Infections and nutritional deficiencies, including iron deficiency, affect millions of young children in Low- and Middle-Income Countries (LMICs). Iron deficiency is reported as the most common cause of preventable death and disability in such settings. Iron is essential for effective immune responses, so iron deficiency could contribute to impaired immunity leading to poor responses to vaccines and infection susceptibility in infants. However, the ways in which iron deficiency, and treating infants with iron supplements, influence infant immunity in LMIC settings remains poorly explored.

The pump-priming project 'How does iron influence infant immune development? A systems immunology RCT sub-study in Bangladesh' is a sub-study of a recently published clinical trial of iron supplementation in Bangladesh, named "BRISC" - "Benefits and Risks of Iron Interventions in Young Children" (Pasricha et al, NEJM, 2021). This trial evaluated how iron interventions affect developmental and infection outcomes. Infants were enrolled at 8 months of age and were randomly assigned to receive either an iron treatment or placebo until 11 months of age, with follow-up at 20 months of age. Small volume blood samples were taken at each of these timepoints.

In this sub-study, Andrew Armitage from the University of Oxford and his team developed a pipeline for processing and preserving low-volume blood samples from a subset of BRISC infant participants at the rural clinical trial setting, followed by applying a state-of-the-art immunological method termed CyTOF for detailed immune characterisation - requiring only 125µL whole blood. CyTOF enables the researchers to delineate the constitution of white blood cells in circulation in great detail, to investigate how this changes during infant development, and whether iron treatments influence the trajectory of these changes. It is hoped that this general approach will become broadly applicable.

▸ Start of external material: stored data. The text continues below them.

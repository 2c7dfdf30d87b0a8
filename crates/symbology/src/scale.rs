use crate::color::Color;

/// One stop of a value→color scale. `value` lives on the normalized [0, 1]
/// axis the legend produces.
#[derive(Debug, Copy, Clone, PartialEq)]
pub struct ColorStop {
    pub value: f64,
    pub color: Color,
}

impl ColorStop {
    pub fn new(value: f64, color: Color) -> Self {
        Self { value, color }
    }
}

#[derive(Debug, Clone, PartialEq, Eq)]
pub enum ScaleError {
    Empty,
    /// Stop values must be non-decreasing; `index` is the offending stop.
    Unordered { index: usize },
}

impl std::fmt::Display for ScaleError {
    fn fmt(&self, f: &mut std::fmt::Formatter<'_>) -> std::fmt::Result {
        match self {
            ScaleError::Empty => write!(f, "color scale needs at least one stop"),
            ScaleError::Unordered { index } => {
                write!(f, "color scale stop {index} decreases in value")
            }
        }
    }
}

impl std::error::Error for ScaleError {}

/// Ordered value→color stops with piecewise-linear interpolation.
#[derive(Debug, Clone, PartialEq)]
pub struct ColorScale {
    stops: Vec<ColorStop>,
}

impl ColorScale {
    pub fn new(stops: Vec<ColorStop>) -> Result<Self, ScaleError> {
        if stops.is_empty() {
            return Err(ScaleError::Empty);
        }
        for (i, pair) in stops.windows(2).enumerate() {
            if pair[1].value < pair[0].value {
                return Err(ScaleError::Unordered { index: i + 1 });
            }
        }
        Ok(Self { stops })
    }

    pub fn stops(&self) -> &[ColorStop] {
        &self.stops
    }

    /// Number of equal-width bands used by stepped rendering.
    pub fn band_count(&self) -> usize {
        self.stops.len() - 1
    }

    /// Color at normalized `v`.
    ///
    /// Clamps `v` to [0, 1]; a single-stop scale always returns its stop.
    /// Otherwise the first bracketing stop pair in order wins, with a
    /// zero-width bracket resolving to its low stop.
    pub fn interpolate(&self, v: f64) -> Color {
        let v = v.clamp(0.0, 1.0);
        if self.stops.len() == 1 {
            return self.stops[0].color;
        }
        if v <= self.stops[0].value {
            return self.stops[0].color;
        }
        let last = self.stops[self.stops.len() - 1];
        if v >= last.value {
            return last.color;
        }

        // v is strictly inside (first, last), so a bracketing pair exists;
        // take the first one in stop order.
        let mut bracket = 0;
        for i in 0..self.stops.len() - 1 {
            if v >= self.stops[i].value && v <= self.stops[i + 1].value {
                bracket = i;
                break;
            }
        }
        let lo = self.stops[bracket];
        let hi = self.stops[bracket + 1];
        let range = hi.value - lo.value;
        let frac = if range != 0.0 {
            ((v - lo.value) / range) as f32
        } else {
            0.0
        };
        lo.color.lerp(hi.color, frac)
    }

    // Built-in scales: stop colors as shipped in the source material.

    /// Red (slow) through yellow to green (fast).
    pub fn speed() -> Self {
        Self::from_stops(&[
            (0.0, Color::RED),
            (0.1, Color::rgb8(0xFF, 0x33, 0x00)),
            (0.2, Color::rgb8(0xFF, 0x66, 0x00)),
            (0.3, Color::rgb8(0xFF, 0x99, 0x00)),
            (0.4, Color::YELLOW),
            (0.5, Color::rgb8(0xCC, 0xFF, 0x00)),
            (0.6, Color::rgb8(0x99, 0xFF, 0x00)),
            (0.7, Color::rgb8(0x66, 0xFF, 0x00)),
            (0.8, Color::rgb8(0x33, 0xFF, 0x00)),
            (0.9, Color::rgb8(0x00, 0xFF, 0x00)),
            (1.0, Color::GREEN),
        ])
    }

    /// Red (braking) through white (steady) to green (accelerating).
    pub fn acceleration() -> Self {
        Self::from_stops(&[
            (0.0, Color::RED),
            (0.1, Color::rgb8(0xFF, 0x33, 0x00)),
            (0.2, Color::rgb8(0xFF, 0x66, 0x00)),
            (0.3, Color::rgb8(0xFF, 0x99, 0x00)),
            (0.4, Color::rgb8(0xFF, 0xCC, 0x00)),
            (0.5, Color::WHITE),
            (0.6, Color::rgb8(0xCC, 0xFF, 0xCC)),
            (0.7, Color::rgb8(0x99, 0xFF, 0x99)),
            (0.8, Color::rgb8(0x66, 0xFF, 0x66)),
            (0.9, Color::rgb8(0x33, 0xFF, 0x33)),
            (1.0, Color::GREEN),
        ])
    }

    /// White (level) deepening to red (far behind).
    pub fn time_difference() -> Self {
        Self::from_stops(&[
            (0.0, Color::WHITE),
            (0.1, Color::rgb8(0xFF, 0xEE, 0xEE)),
            (0.2, Color::rgb8(0xFF, 0xDD, 0xDD)),
            (0.3, Color::rgb8(0xFF, 0xCC, 0xCC)),
            (0.4, Color::rgb8(0xFF, 0xBB, 0xBB)),
            (0.5, Color::rgb8(0xFF, 0xAA, 0xAA)),
            (0.6, Color::rgb8(0xFF, 0x88, 0x88)),
            (0.7, Color::rgb8(0xFF, 0x66, 0x66)),
            (0.8, Color::rgb8(0xFF, 0x44, 0x44)),
            (0.9, Color::rgb8(0xFF, 0x22, 0x22)),
            (1.0, Color::RED),
        ])
    }

    /// Green (gaining) through white (neutral) to red (losing).
    pub fn lost_time() -> Self {
        Self::from_stops(&[
            (0.0, Color::rgb8(0x00, 0xAA, 0x00)),
            (0.1, Color::rgb8(0x22, 0xCC, 0x22)),
            (0.2, Color::rgb8(0x44, 0xDD, 0x44)),
            (0.3, Color::rgb8(0x88, 0xEE, 0xAA)),
            (0.4, Color::rgb8(0xCC, 0xFF, 0xCC)),
            (0.5, Color::WHITE),
            (0.6, Color::rgb8(0xFF, 0xDD, 0xDD)),
            (0.7, Color::rgb8(0xFF, 0xBB, 0xBB)),
            (0.8, Color::rgb8(0xFF, 0x88, 0x88)),
            (0.9, Color::rgb8(0xFF, 0x44, 0x44)),
            (1.0, Color::rgb8(0xCC, 0x00, 0x00)),
        ])
    }

    // Built-in stop lists are ordered by construction.
    fn from_stops(stops: &[(f64, Color)]) -> Self {
        Self {
            stops: stops
                .iter()
                .map(|&(value, color)| ColorStop::new(value, color))
                .collect(),
        }
    }
}

#[cfg(test)]
mod tests {
    use super::{Color, ColorScale, ColorStop, ScaleError};

    fn two_stop() -> ColorScale {
        ColorScale::new(vec![
            ColorStop::new(0.0, Color::rgb8(0, 0, 0)),
            ColorStop::new(1.0, Color::rgb8(255, 255, 255)),
        ])
        .expect("valid scale")
    }

    #[test]
    fn rejects_empty_and_unordered() {
        assert_eq!(ColorScale::new(Vec::new()).unwrap_err(), ScaleError::Empty);
        let err = ColorScale::new(vec![
            ColorStop::new(0.5, Color::WHITE),
            ColorStop::new(0.2, Color::RED),
        ])
        .unwrap_err();
        assert_eq!(err, ScaleError::Unordered { index: 1 });
    }

    #[test]
    fn endpoints_hit_extreme_stops() {
        let s = two_stop();
        assert_eq!(s.interpolate(0.0), s.stops()[0].color);
        assert_eq!(s.interpolate(1.0), s.stops()[1].color);
        // Out-of-range values clamp.
        assert_eq!(s.interpolate(-3.0), s.stops()[0].color);
        assert_eq!(s.interpolate(7.0), s.stops()[1].color);
    }

    #[test]
    fn single_stop_always_wins() {
        let s = ColorScale::new(vec![ColorStop::new(0.4, Color::RED)]).expect("valid");
        assert_eq!(s.interpolate(0.0), Color::RED);
        assert_eq!(s.interpolate(0.9), Color::RED);
    }

    #[test]
    fn zero_width_bracket_takes_low_stop() {
        let s = ColorScale::new(vec![
            ColorStop::new(0.0, Color::rgb8(0, 0, 0)),
            ColorStop::new(0.5, Color::RED),
            ColorStop::new(0.5, Color::GREEN),
            ColorStop::new(1.0, Color::WHITE),
        ])
        .expect("valid");
        assert_eq!(s.interpolate(0.5), Color::RED);
    }

    #[test]
    fn monotonic_between_stops() {
        let s = two_stop();
        let mut prev = -1.0f32;
        for i in 0..=10 {
            let c = s.interpolate(i as f64 / 10.0);
            assert!(c.r >= prev);
            prev = c.r;
        }
    }

    #[test]
    fn builtin_scales_have_eleven_stops() {
        for scale in [
            ColorScale::speed(),
            ColorScale::acceleration(),
            ColorScale::time_difference(),
            ColorScale::lost_time(),
        ] {
            assert_eq!(scale.stops().len(), 11);
            assert_eq!(scale.band_count(), 10);
            assert!((scale.stops()[0].value - 0.0).abs() < 1e-12);
            assert!((scale.stops()[10].value - 1.0).abs() < 1e-12);
        }
    }
}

Armitage and his team have collected data from a total of 109 BRISC infant participants, with blood samples from each of the 3 timepoints above, acquiring data for approximately 200,000 white blood cells per sample. After completing the computational analysis, which is ongoing, the analysis will be linked to data collected concurrently from the same infants, including their immune responses to the measles-rubella vaccine, the diversity of microorganisms found in their intestine, as well as data on infection, growth and developmental outcomes. Together, the study will advance understanding of how nutrition can shape immune development in infants in settings were the ability to mount competent immune responses to immunisations and infections is of great importance. The data may also have potential to inform global health policy makers in developing guidelines regarding the use of iron treatments in infants in infection-susceptible populations.